╭──

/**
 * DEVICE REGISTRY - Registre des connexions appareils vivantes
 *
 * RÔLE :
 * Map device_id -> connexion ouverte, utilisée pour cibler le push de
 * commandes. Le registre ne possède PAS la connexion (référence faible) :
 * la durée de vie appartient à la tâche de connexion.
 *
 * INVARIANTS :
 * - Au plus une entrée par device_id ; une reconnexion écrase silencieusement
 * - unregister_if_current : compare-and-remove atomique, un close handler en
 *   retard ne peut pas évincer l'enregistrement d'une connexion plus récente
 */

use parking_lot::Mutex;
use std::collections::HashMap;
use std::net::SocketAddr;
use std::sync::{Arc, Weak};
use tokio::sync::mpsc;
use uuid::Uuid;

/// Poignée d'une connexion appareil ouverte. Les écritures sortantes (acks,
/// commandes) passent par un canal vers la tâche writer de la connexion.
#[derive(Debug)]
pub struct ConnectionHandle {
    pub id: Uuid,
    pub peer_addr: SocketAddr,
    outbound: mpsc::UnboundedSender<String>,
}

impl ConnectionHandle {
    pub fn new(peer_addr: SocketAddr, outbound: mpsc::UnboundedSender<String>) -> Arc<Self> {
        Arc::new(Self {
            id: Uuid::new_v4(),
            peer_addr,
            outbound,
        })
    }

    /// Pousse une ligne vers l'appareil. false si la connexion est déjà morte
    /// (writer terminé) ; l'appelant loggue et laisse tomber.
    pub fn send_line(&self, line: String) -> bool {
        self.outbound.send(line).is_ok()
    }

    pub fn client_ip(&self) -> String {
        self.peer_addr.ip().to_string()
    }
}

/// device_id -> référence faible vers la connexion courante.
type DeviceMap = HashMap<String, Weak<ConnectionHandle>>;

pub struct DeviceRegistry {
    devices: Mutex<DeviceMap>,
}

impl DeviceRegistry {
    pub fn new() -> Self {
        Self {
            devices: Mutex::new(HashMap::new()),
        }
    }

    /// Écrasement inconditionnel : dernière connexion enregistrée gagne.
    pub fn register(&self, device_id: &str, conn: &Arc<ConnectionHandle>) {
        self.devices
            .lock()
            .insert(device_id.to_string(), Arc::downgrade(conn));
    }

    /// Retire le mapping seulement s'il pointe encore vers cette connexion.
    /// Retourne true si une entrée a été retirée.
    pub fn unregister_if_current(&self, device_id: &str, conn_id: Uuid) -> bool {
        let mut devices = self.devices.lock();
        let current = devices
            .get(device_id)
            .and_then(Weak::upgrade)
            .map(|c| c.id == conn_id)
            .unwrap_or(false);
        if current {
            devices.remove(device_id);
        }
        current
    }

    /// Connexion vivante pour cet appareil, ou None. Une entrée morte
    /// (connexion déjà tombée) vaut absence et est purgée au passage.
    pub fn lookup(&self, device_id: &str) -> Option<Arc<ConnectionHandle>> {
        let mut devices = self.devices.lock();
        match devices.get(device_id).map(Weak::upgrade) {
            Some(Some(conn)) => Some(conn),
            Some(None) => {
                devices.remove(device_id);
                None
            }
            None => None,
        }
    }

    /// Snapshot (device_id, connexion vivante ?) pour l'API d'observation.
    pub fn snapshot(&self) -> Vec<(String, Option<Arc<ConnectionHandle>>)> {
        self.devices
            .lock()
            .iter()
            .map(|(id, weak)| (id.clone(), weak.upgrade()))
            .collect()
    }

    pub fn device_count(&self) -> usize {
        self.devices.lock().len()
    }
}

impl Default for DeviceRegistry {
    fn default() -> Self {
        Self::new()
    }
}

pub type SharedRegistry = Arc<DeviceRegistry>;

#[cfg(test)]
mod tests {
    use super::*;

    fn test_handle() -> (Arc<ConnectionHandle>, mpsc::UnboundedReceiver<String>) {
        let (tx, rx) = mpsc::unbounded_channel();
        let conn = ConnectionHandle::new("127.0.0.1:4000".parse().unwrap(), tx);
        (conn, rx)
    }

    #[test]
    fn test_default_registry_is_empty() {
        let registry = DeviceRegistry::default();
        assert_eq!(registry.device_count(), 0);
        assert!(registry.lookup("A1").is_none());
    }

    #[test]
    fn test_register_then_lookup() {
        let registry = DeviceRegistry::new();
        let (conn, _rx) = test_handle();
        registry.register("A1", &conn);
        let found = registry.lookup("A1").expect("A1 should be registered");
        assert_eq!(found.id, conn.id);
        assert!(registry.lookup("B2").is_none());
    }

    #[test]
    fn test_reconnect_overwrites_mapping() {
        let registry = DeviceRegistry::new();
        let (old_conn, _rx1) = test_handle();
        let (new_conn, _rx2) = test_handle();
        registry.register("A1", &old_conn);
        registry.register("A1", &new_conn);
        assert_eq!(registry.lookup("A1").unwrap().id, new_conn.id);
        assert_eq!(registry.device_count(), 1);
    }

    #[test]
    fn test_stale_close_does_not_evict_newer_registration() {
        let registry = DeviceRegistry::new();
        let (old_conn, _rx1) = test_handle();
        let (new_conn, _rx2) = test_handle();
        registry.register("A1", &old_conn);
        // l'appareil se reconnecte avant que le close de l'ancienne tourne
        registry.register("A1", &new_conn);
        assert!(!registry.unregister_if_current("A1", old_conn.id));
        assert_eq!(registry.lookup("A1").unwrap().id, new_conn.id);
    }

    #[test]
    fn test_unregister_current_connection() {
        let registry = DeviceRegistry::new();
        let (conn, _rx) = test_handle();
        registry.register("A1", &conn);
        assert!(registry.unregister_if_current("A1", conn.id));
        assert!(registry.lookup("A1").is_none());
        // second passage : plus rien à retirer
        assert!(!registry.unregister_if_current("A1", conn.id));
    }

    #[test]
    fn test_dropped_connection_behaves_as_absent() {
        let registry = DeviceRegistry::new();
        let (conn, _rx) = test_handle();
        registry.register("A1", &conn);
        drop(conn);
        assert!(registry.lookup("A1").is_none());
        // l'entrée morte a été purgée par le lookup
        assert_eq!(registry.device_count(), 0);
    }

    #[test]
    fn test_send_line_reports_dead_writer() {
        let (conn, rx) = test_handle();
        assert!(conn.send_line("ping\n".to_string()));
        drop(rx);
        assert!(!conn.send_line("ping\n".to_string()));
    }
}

╰──

DESCRIPTION OF THE TASK: Where does "upgrade" appear in the records above? Copy every line that has it.

SOLUTION FOR THIS EXERCISE:
            .and_then(Weak::upgrade)
        match devices.get(device_id).map(Weak::upgrade) {
            .map(|(id, weak)| (id.clone(), weak.upgrade()))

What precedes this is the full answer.